‘Cardinal Charlie’: Classes of 1864, 1964 opened schools 100 years apart
Published 7:29 am Thursday, May 26, 2011
1929: Each week the Dowagiac Daily News had a full-page called High School News.
This was written and edited by the English Department at DHS.
Side Lights — a new member has been added to the high school faculty, namely David Francis Cargo.
He will reside at the home of Mr. and Mrs. Frances Cargo at 105 E. Wayne St. (and this is the house where my friends David and Jerry Cargo grew up in the 1930s).
Dowagiac High School students have had six buildings in over 106 years.
The building erected in 1856 was at the site of the Lyons medical center (our old kindergarten through 12th grade school in my time).
It burned down in 1859.
Classes were scattered all over town until two years later a two-story brick was built and opened in the fall of 1861 on the site of the burned one.
Something of interest, the graduation classes of 1864 and 1964 went into buildings 100 years part.
In the 1890s, two wings were added to the Union school and then became known as Central.
A new high school building of 14 rooms opened in the fall of 1903 (where Justus Gage is now) which had six grades.
The three-story Central Junior High opened in 1926. The old high school became Oak Street School. It was torn down in 1954.
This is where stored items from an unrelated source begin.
//! Twitch API client.
//!
//! One client handle carries the application credentials and a
//! pooled HTTP connection; every endpoint method goes through the
//! shared request pipeline in `request.rs`.

mod auth;
mod request;
mod subscriptions;
mod users;

use crate::config::ClientConfig;
use crate::models::{
    AuthorizeResponse, CreateSubscriptionRequest, HelixResponse, SubscriptionsResponse, User,
    UserQuery,
};
use crate::TwitchError;

pub(crate) const ENDPOINT_USERS: &str = "/users";
pub(crate) const ENDPOINT_SUBSCRIPTIONS: &str = "/eventsub/subscriptions";

/// Twitch API client with automatic Client-Id header injection.
///
/// Holds no mutable per-call state, so a single handle (or clones of
/// it) may be shared freely across tasks.
#[derive(Debug, Clone)]
pub struct TwitchClient {
    pub(super) http: reqwest::Client,
    pub(super) client_id: String,
    pub(super) client_secret: String,
    pub(super) config: ClientConfig,
}

impl TwitchClient {
    /// Create a client with the default hosts and timeout.
    ///
    /// Fails with [`TwitchError::EmptyCredentials`] if either
    /// credential string is empty.
    pub fn new(
        client_id: impl Into<String>,
        client_secret: impl Into<String>,
    ) -> Result<Self, TwitchError> {
        Self::with_config(client_id, client_secret, ClientConfig::default())
    }

    /// Create a client with custom hosts or timeout.
    pub fn with_config(
        client_id: impl Into<String>,
        client_secret: impl Into<String>,
        config: ClientConfig,
    ) -> Result<Self, TwitchError> {
        let client_id = client_id.into();
        let client_secret = client_secret.into();
        if client_id.is_empty() || client_secret.is_empty() {
            return Err(TwitchError::EmptyCredentials);
        }

        let http = reqwest::Client::builder()
            .timeout(config.timeout)
            .build()?;

        Ok(Self {
            http,
            client_id,
            client_secret,
            config,
        })
    }

    /// The client id this handle was constructed with.
    pub fn client_id(&self) -> &str {
        &self.client_id
    }
}
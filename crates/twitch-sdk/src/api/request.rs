use reqwest::header::{AUTHORIZATION, CONTENT_TYPE};
use reqwest::Method;

use super::*;

impl TwitchClient {
    /// Start a request against a Helix resource endpoint.
    ///
    /// Sets the `Authorization`, `Client-Id`, and `Content-Type`
    /// headers; the caller attaches query parameters or a JSON body
    /// before handing the builder to [`execute`](Self::execute).
    pub(super) fn api_request(
        &self,
        method: Method,
        endpoint: &str,
        access_token: &str,
    ) -> reqwest::RequestBuilder {
        tracing::debug!(%method, endpoint, "dispatching Twitch API request");
        self.http
            .request(method, format!("{}{}", self.config.api_base, endpoint))
            .header(AUTHORIZATION, access_token)
            .header("Client-Id", &self.client_id)
            .header(CONTENT_TYPE, "application/json")
    }

    /// Send a prepared request and classify the response.
    ///
    /// 200, 202, and 204 are success; the full body is read and
    /// returned as text. Any other status yields
    /// [`TwitchError::Api`] carrying the status code and the response
    /// body. Transport failures (connect, DNS, timeout) surface as
    /// [`TwitchError::Http`], as do query/body encoding errors
    /// recorded in the builder.
    pub(super) async fn execute(
        &self,
        request: reqwest::RequestBuilder,
    ) -> Result<String, TwitchError> {
        let resp = request.send().await?;

        let status = resp.status().as_u16();
        match status {
            200 | 202 | 204 => Ok(resp.text().await?),
            _ => {
                let message = resp.text().await?;
                tracing::warn!(status, "Twitch API returned non-success status");
                Err(TwitchError::Api { status, message })
            }
        }
    }
}
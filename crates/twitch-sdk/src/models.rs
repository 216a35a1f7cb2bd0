//! Request and response records for the Twitch API.

use serde::{Deserialize, Serialize};

use crate::TwitchError;

/// Wrapper for Helix `{"data": [...]}` responses.
#[derive(Debug, Deserialize)]
pub struct HelixResponse<T> {
    pub data: Vec<T>,
}

/// Token endpoint response.
///
/// `token_type` is normalized to title case ("bearer" -> "Bearer")
/// by [`TwitchClient::get_access_token`](crate::TwitchClient::get_access_token).
#[derive(Debug, Clone, Deserialize)]
pub struct AuthorizeResponse {
    pub access_token: String,
    #[serde(default)]
    pub refresh_token: String,
    #[serde(default)]
    pub token_type: String,
    /// Token lifetime in seconds. The wire value may be a JSON number
    /// or a string of digits; both decode.
    #[serde(default, deserialize_with = "seconds_from_number_or_string")]
    pub expires_in: u64,
}

fn seconds_from_number_or_string<'de, D>(deserializer: D) -> Result<u64, D::Error>
where
    D: serde::Deserializer<'de>,
{
    #[derive(Deserialize)]
    #[serde(untagged)]
    enum Seconds {
        Number(u64),
        Text(String),
    }

    match Seconds::deserialize(deserializer)? {
        Seconds::Number(n) => Ok(n),
        Seconds::Text(s) if s.is_empty() => Ok(0),
        Seconds::Text(s) => s.parse().map_err(serde::de::Error::custom),
    }
}

/// Identifies a user by login name or by user id, never both.
#[derive(Debug, Clone, Default, Serialize)]
pub struct UserQuery {
    #[serde(skip_serializing_if = "Option::is_none")]
    pub login: Option<String>,
    #[serde(skip_serializing_if = "Option::is_none")]
    pub id: Option<String>,
}

impl UserQuery {
    pub fn by_login(login: impl Into<String>) -> Self {
        Self {
            login: Some(login.into()),
            id: None,
        }
    }

    pub fn by_id(id: impl Into<String>) -> Self {
        Self {
            login: None,
            id: Some(id.into()),
        }
    }

    /// Exactly one of `login` and `id` must be set.
    pub fn validate(&self) -> Result<(), TwitchError> {
        match (&self.login, &self.id) {
            (Some(_), Some(_)) => Err(TwitchError::InvalidUserQuery(
                "set either login or id, not both",
            )),
            (None, None) => Err(TwitchError::InvalidUserQuery(
                "one of login or id must be set",
            )),
            _ => Ok(()),
        }
    }
}

/// User record from GET /users.
#[derive(Debug, Clone, Serialize, Deserialize)]
pub struct User {
    pub id: String,
    #[serde(default)]
    pub login: String,
    #[serde(default)]
    pub display_name: String,
    #[serde(default)]
    pub broadcaster_type: String,
    #[serde(default)]
    pub description: String,
}

/// Request body for POST /eventsub/subscriptions.
#[derive(Debug, Clone, Serialize)]
pub struct CreateSubscriptionRequest {
    #[serde(rename = "type")]
    pub event_type: String,
    pub version: String,
    pub condition: SubscriptionCondition,
    pub transport: WebhookTransport,
}

#[derive(Debug, Clone, Serialize)]
pub struct SubscriptionCondition {
    pub broadcaster_user_id: String,
}

#[derive(Debug, Clone, Serialize)]
pub struct WebhookTransport {
    pub method: String,
    pub callback: String,
    pub secret: String,
}

impl CreateSubscriptionRequest {
    /// Webhook subscription with the fixed version "1" Twitch expects
    /// for the event types this crate names.
    pub fn webhook(
        event_type: impl Into<String>,
        broadcaster_user_id: impl Into<String>,
        callback: impl Into<String>,
        secret: impl Into<String>,
    ) -> Self {
        Self {
            event_type: event_type.into(),
            version: "1".to_string(),
            condition: SubscriptionCondition {
                broadcaster_user_id: broadcaster_user_id.into(),
            },
            transport: WebhookTransport {
                method: "webhook".to_string(),
                callback: callback.into(),
                secret: secret.into(),
            },
        }
    }
}

/// A registered EventSub subscription.
///
/// The schema is owned by Twitch and has grown over time, so every
/// field except `id` tolerates absence.
#[derive(Debug, Clone, Deserialize)]
pub struct Subscription {
    pub id: String,
    #[serde(default)]
    pub status: String,
    #[serde(rename = "type", default)]
    pub event_type: String,
    #[serde(default)]
    pub version: String,
    #[serde(default)]
    pub condition: serde_json::Value,
    #[serde(default)]
    pub transport: Option<SubscriptionTransport>,
    #[serde(default)]
    pub created_at: String,
    #[serde(default)]
    pub cost: Option<u64>,
}

/// Transport block as echoed back by the API (secret is never returned).
#[derive(Debug, Clone, Default, Deserialize)]
pub struct SubscriptionTransport {
    #[serde(default)]
    pub method: String,
    #[serde(default)]
    pub callback: String,
}

/// Response from GET/POST /eventsub/subscriptions.
#[derive(Debug, Clone, Deserialize)]
pub struct SubscriptionsResponse {
    #[serde(default)]
    pub data: Vec<Subscription>,
    #[serde(default)]
    pub total: Option<u64>,
    #[serde(default)]
    pub total_cost: Option<u64>,
    #[serde(default)]
    pub max_total_cost: Option<u64>,
}
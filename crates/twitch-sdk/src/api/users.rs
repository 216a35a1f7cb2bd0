use reqwest::Method;

use super::*;

impl TwitchClient {
    /// Look up users by login name or user id.
    ///
    /// The query must identify users by exactly one of the two
    /// fields; anything else fails validation before any request is
    /// sent.
    pub async fn get_user(
        &self,
        query: &UserQuery,
        access_token: &str,
    ) -> Result<Vec<User>, TwitchError> {
        query.validate()?;

        let body = self
            .execute(
                self.api_request(Method::GET, ENDPOINT_USERS, access_token)
                    .query(query),
            )
            .await?;

        let resp: HelixResponse<User> = serde_json::from_str(&body)?;
        Ok(resp.data)
    }
}
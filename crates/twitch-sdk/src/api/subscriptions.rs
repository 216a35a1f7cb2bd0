use reqwest::Method;

use super::*;

impl TwitchClient {
    /// Register a webhook EventSub subscription.
    ///
    /// Uses subscription version "1" and transport method "webhook";
    /// `event_type` is one of the `channel.*`/`stream.*` type strings
    /// (see the constants at the crate root).
    pub async fn subscribe(
        &self,
        event_type: &str,
        broadcaster_user_id: &str,
        callback: &str,
        secret: &str,
        access_token: &str,
    ) -> Result<SubscriptionsResponse, TwitchError> {
        let req =
            CreateSubscriptionRequest::webhook(event_type, broadcaster_user_id, callback, secret);

        let body = self
            .execute(
                self.api_request(Method::POST, ENDPOINT_SUBSCRIPTIONS, access_token)
                    .json(&req),
            )
            .await?;

        Ok(serde_json::from_str(&body)?)
    }

    /// List the subscriptions registered for this client id.
    pub async fn get_subscriptions(
        &self,
        access_token: &str,
    ) -> Result<SubscriptionsResponse, TwitchError> {
        let body = self
            .execute(self.api_request(Method::GET, ENDPOINT_SUBSCRIPTIONS, access_token))
            .await?;

        Ok(serde_json::from_str(&body)?)
    }

    /// Delete a subscription. Success carries no body.
    pub async fn delete_subscription(
        &self,
        query: &UserQuery,
        access_token: &str,
    ) -> Result<(), TwitchError> {
        query.validate()?;

        self.execute(
            self.api_request(Method::DELETE, ENDPOINT_SUBSCRIPTIONS, access_token)
                .query(query),
        )
        .await?;

        Ok(())
    }
}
1940: How many remember Al Capp’s “Lil Abner?” and the “shmoos” in his comic strip in the 1940s?
A dozen of these shmoos were sent by plane and dropped and dropped over Berlin.
Each German who finds one can trade it for food at the CARE office in Berlin (my friend James Luthringer made up one of these shmoos out of gray clay with feathers and feet and I put it on display in the window of the old state liquor store in the old Elks building where Wounded Minnow is now).
Does anyone remember this?
August 1941: Fitch Camp at Cable Lake had an attendance of 120 kids. Treasure hunt prizes went to Betty Webster, Mary Ann O’Mara, Warren Stewart and Robert Mersereau Jr.
Jimme Biek has now passed his swimming test this week.
I read in one of the papers that Harley Gwilt helped build the Beckwith building and the Fred E. Lee home on High Street. He operated the elevator by using just horses for power.
George Melvin, 85, of Dowagiac, was given a gavel at the Michigan Millers Association at Hillsdale as being the oldest miller in Michigan.